Below is some data; print it all back exactly.

*** Opening TASK MATERIAL ***

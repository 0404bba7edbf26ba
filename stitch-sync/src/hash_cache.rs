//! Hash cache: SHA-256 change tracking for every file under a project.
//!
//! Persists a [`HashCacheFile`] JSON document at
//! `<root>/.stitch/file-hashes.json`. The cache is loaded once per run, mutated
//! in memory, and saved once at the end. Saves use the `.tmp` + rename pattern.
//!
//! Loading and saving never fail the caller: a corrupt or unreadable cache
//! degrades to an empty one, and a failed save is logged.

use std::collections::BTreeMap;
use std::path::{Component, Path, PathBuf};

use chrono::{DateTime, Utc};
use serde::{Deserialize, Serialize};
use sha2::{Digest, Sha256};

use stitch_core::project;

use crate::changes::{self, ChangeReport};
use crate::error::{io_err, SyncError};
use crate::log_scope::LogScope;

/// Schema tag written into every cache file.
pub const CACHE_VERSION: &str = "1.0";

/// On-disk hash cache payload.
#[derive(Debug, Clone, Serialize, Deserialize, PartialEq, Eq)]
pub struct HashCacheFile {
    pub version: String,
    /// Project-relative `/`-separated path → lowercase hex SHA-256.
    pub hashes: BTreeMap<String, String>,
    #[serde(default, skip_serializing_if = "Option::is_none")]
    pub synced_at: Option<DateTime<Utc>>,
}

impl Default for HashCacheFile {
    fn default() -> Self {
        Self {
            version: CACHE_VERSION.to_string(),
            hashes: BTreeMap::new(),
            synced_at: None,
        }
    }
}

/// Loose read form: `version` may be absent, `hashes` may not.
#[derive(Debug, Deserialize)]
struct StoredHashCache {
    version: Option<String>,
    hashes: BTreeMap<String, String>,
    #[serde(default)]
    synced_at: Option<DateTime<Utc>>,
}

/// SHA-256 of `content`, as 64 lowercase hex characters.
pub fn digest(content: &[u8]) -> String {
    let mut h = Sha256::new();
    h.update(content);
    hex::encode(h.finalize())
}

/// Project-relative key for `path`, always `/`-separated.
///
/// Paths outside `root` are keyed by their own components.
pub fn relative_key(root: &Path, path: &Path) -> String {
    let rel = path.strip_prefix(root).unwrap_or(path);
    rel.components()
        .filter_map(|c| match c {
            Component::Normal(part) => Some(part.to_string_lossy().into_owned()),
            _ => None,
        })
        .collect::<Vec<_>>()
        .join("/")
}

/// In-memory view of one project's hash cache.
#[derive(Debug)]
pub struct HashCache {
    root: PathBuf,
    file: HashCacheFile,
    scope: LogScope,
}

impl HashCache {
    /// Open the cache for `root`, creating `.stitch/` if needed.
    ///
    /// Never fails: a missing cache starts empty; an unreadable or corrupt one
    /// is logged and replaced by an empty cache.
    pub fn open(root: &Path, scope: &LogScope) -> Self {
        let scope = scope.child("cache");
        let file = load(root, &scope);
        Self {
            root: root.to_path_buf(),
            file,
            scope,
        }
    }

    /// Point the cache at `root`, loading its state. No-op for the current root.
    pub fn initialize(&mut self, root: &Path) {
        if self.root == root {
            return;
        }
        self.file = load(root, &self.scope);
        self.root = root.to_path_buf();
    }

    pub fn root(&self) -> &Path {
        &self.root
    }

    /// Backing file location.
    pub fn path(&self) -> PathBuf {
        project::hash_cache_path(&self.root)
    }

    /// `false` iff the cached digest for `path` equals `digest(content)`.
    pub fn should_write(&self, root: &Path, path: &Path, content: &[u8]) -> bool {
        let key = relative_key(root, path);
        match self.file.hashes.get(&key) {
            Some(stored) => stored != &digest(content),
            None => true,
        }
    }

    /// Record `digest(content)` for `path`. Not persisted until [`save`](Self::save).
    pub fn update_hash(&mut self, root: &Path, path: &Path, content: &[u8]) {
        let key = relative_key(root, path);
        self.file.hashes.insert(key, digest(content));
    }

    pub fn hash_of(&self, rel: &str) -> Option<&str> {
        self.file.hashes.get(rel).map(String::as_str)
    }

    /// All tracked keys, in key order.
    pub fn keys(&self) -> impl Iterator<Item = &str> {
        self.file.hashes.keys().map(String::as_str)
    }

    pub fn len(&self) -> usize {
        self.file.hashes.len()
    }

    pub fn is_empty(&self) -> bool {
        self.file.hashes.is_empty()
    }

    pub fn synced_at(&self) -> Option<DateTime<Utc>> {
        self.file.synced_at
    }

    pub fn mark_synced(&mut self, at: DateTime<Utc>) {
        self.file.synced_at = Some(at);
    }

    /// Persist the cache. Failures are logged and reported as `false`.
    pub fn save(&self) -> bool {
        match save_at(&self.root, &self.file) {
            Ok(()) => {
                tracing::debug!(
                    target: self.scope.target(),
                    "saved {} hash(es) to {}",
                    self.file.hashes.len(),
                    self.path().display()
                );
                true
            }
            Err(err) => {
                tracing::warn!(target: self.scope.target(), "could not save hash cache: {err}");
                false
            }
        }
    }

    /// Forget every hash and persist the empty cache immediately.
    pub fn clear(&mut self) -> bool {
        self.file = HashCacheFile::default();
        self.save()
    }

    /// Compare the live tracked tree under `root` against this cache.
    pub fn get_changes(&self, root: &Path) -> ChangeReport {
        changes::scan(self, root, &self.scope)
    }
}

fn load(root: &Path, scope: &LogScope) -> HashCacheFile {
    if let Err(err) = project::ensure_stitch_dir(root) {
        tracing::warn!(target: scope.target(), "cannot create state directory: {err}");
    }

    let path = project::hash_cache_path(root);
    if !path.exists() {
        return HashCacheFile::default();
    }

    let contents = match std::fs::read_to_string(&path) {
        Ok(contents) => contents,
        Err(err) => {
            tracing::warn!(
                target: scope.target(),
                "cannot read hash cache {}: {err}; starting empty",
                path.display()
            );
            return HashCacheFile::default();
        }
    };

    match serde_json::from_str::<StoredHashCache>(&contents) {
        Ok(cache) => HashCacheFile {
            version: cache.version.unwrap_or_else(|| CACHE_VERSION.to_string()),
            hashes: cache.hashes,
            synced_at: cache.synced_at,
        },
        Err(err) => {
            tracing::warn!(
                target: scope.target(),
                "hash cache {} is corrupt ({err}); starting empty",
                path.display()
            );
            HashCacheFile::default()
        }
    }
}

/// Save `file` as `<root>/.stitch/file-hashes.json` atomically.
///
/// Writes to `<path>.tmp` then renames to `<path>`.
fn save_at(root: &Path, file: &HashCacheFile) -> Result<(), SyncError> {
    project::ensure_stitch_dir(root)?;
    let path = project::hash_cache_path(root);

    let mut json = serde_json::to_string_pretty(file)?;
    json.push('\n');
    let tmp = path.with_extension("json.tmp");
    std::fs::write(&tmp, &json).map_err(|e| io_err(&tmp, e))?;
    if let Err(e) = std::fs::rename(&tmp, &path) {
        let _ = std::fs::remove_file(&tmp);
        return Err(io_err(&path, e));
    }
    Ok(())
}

*** Closing TASK MATERIAL ***

**PROBLEM SOLUTION:**
repository 0404bba7edbf26ba
filename stitch-sync/src/hash_cache.rs
//! Hash cache: SHA-256 change tracking for every file under a project.
//!
//! Persists a [`HashCacheFile`] JSON document at
//! `<root>/.stitch/file-hashes.json`. The cache is loaded once per run, mutated
//! in memory, and saved once at the end. Saves use the `.tmp` + rename pattern.
//!
//! Loading and saving never fail the caller: a corrupt or unreadable cache
//! degrades to an empty one, and a failed save is logged.

use std::collections::BTreeMap;
use std::path::{Component, Path, PathBuf};

use chrono::{DateTime, Utc};
use serde::{Deserialize, Serialize};
use sha2::{Digest, Sha256};

use stitch_core::project;

use crate::changes::{self, ChangeReport};
use crate::error::{io_err, SyncError};
use crate::log_scope::LogScope;

/// Schema tag written into every cache file.
pub const CACHE_VERSION: &str = "1.0";

/// On-disk hash cache payload.
#[derive(Debug, Clone, Serialize, Deserialize, PartialEq, Eq)]
pub struct HashCacheFile {
    pub version: String,
    /// Project-relative `/`-separated path → lowercase hex SHA-256.
    pub hashes: BTreeMap<String, String>,
    #[serde(default, skip_serializing_if = "Option::is_none")]
    pub synced_at: Option<DateTime<Utc>>,
}

impl Default for HashCacheFile {
    fn default() -> Self {
        Self {
            version: CACHE_VERSION.to_string(),
            hashes: BTreeMap::new(),
            synced_at: None,
        }
    }
}

/// Loose read form: `version` may be absent, `hashes` may not.
#[derive(Debug, Deserialize)]
struct StoredHashCache {
    version: Option<String>,
    hashes: BTreeMap<String, String>,
    #[serde(default)]
    synced_at: Option<DateTime<Utc>>,
}

/// SHA-256 of `content`, as 64 lowercase hex characters.
pub fn digest(content: &[u8]) -> String {
    let mut h = Sha256::new();
    h.update(content);
    hex::encode(h.finalize())
}

/// Project-relative key for `path`, always `/`-separated.
///
/// Paths outside `root` are keyed by their own components.
pub fn relative_key(root: &Path, path: &Path) -> String {
    let rel = path.strip_prefix(root).unwrap_or(path);
    rel.components()
        .filter_map(|c| match c {
            Component::Normal(part) => Some(part.to_string_lossy().into_owned()),
            _ => None,
        })
        .collect::<Vec<_>>()
        .join("/")
}

/// In-memory view of one project's hash cache.
#[derive(Debug)]
pub struct HashCache {
    root: PathBuf,
    file: HashCacheFile,
    scope: LogScope,
}

impl HashCache {
    /// Open the cache for `root`, creating `.stitch/` if needed.
    ///
    /// Never fails: a missing cache starts empty; an unreadable or corrupt one
    /// is logged and replaced by an empty cache.
    pub fn open(root: &Path, scope: &LogScope) -> Self {
        let scope = scope.child("cache");
        let file = load(root, &scope);
        Self {
            root: root.to_path_buf(),
            file,
            scope,
        }
    }

    /// Point the cache at `root`, loading its state. No-op for the current root.
    pub fn initialize(&mut self, root: &Path) {
        if self.root == root {
            return;
        }
        self.file = load(root, &self.scope);
        self.root = root.to_path_buf();
    }

    pub fn root(&self) -> &Path {
        &self.root
    }

    /// Backing file location.
    pub fn path(&self) -> PathBuf {
        project::hash_cache_path(&self.root)
    }

    /// `false` iff the cached digest for `path` equals `digest(content)`.
    pub fn should_write(&self, root: &Path, path: &Path, content: &[u8]) -> bool {
        let key = relative_key(root, path);
        match self.file.hashes.get(&key) {
            Some(stored) => stored != &digest(content),
            None => true,
        }
    }

    /// Record `digest(content)` for `path`. Not persisted until [`save`](Self::save).
    pub fn update_hash(&mut self, root: &Path, path: &Path, content: &[u8]) {
        let key = relative_key(root, path);
        self.file.hashes.insert(key, digest(content));
    }

    pub fn hash_of(&self, rel: &str) -> Option<&str> {
        self.file.hashes.get(rel).map(String::as_str)
    }

    /// All tracked keys, in key order.
    pub fn keys(&self) -> impl Iterator<Item = &str> {
        self.file.hashes.keys().map(String::as_str)
    }

    pub fn len(&self) -> usize {
        self.file.hashes.len()
    }

    pub fn is_empty(&self) -> bool {
        self.file.hashes.is_empty()
    }

    pub fn synced_at(&self) -> Option<DateTime<Utc>> {
        self.file.synced_at
    }

    pub fn mark_synced(&mut self, at: DateTime<Utc>) {
        self.file.synced_at = Some(at);
    }

    /// Persist the cache. Failures are logged and reported as `false`.
    pub fn save(&self) -> bool {
        match save_at(&self.root, &self.file) {
            Ok(()) => {
                tracing::debug!(
                    target: self.scope.target(),
                    "saved {} hash(es) to {}",
                    self.file.hashes.len(),
                    self.path().display()
                );
                true
            }
            Err(err) => {
                tracing::warn!(target: self.scope.target(), "could not save hash cache: {err}");
                false
            }
        }
    }

    /// Forget every hash and persist the empty cache immediately.
    pub fn clear(&mut self) -> bool {
        self.file = HashCacheFile::default();
        self.save()
    }

    /// Compare the live tracked tree under `root` against this cache.
    pub fn get_changes(&self, root: &Path) -> ChangeReport {
        changes::scan(self, root, &self.scope)
    }
}

fn load(root: &Path, scope: &LogScope) -> HashCacheFile {
    if let Err(err) = project::ensure_stitch_dir(root) {
        tracing::warn!(target: scope.target(), "cannot create state directory: {err}");
    }

    let path = project::hash_cache_path(root);
    if !path.exists() {
        return HashCacheFile::default();
    }

    let contents = match std::fs::read_to_string(&path) {
        Ok(contents) => contents,
        Err(err) => {
            tracing::warn!(
                target: scope.target(),
                "cannot read hash cache {}: {err}; starting empty",
                path.display()
            );
            return HashCacheFile::default();
        }
    };

    match serde_json::from_str::<StoredHashCache>(&contents) {
        Ok(cache) => HashCacheFile {
            version: cache.version.unwrap_or_else(|| CACHE_VERSION.to_string()),
            hashes: cache.hashes,
            synced_at: cache.synced_at,
        },
        Err(err) => {
            tracing::warn!(
                target: scope.target(),
                "hash cache {} is corrupt ({err}); starting empty",
                path.display()
            );
            HashCacheFile::default()
        }
    }
}

/// Save `file` as `<root>/.stitch/file-hashes.json` atomically.
///
/// Writes to `<path>.tmp` then renames to `<path>`.
fn save_at(root: &Path, file: &HashCacheFile) -> Result<(), SyncError> {
    project::ensure_stitch_dir(root)?;
    let path = project::hash_cache_path(root);

    let mut json = serde_json::to_string_pretty(file)?;
    json.push('\n');
    let tmp = path.with_extension("json.tmp");
    std::fs::write(&tmp, &json).map_err(|e| io_err(&tmp, e))?;
    if let Err(e) = std::fs::rename(&tmp, &path) {
        let _ = std::fs::remove_file(&tmp);
        return Err(io_err(&path, e));
    }
    Ok(())
}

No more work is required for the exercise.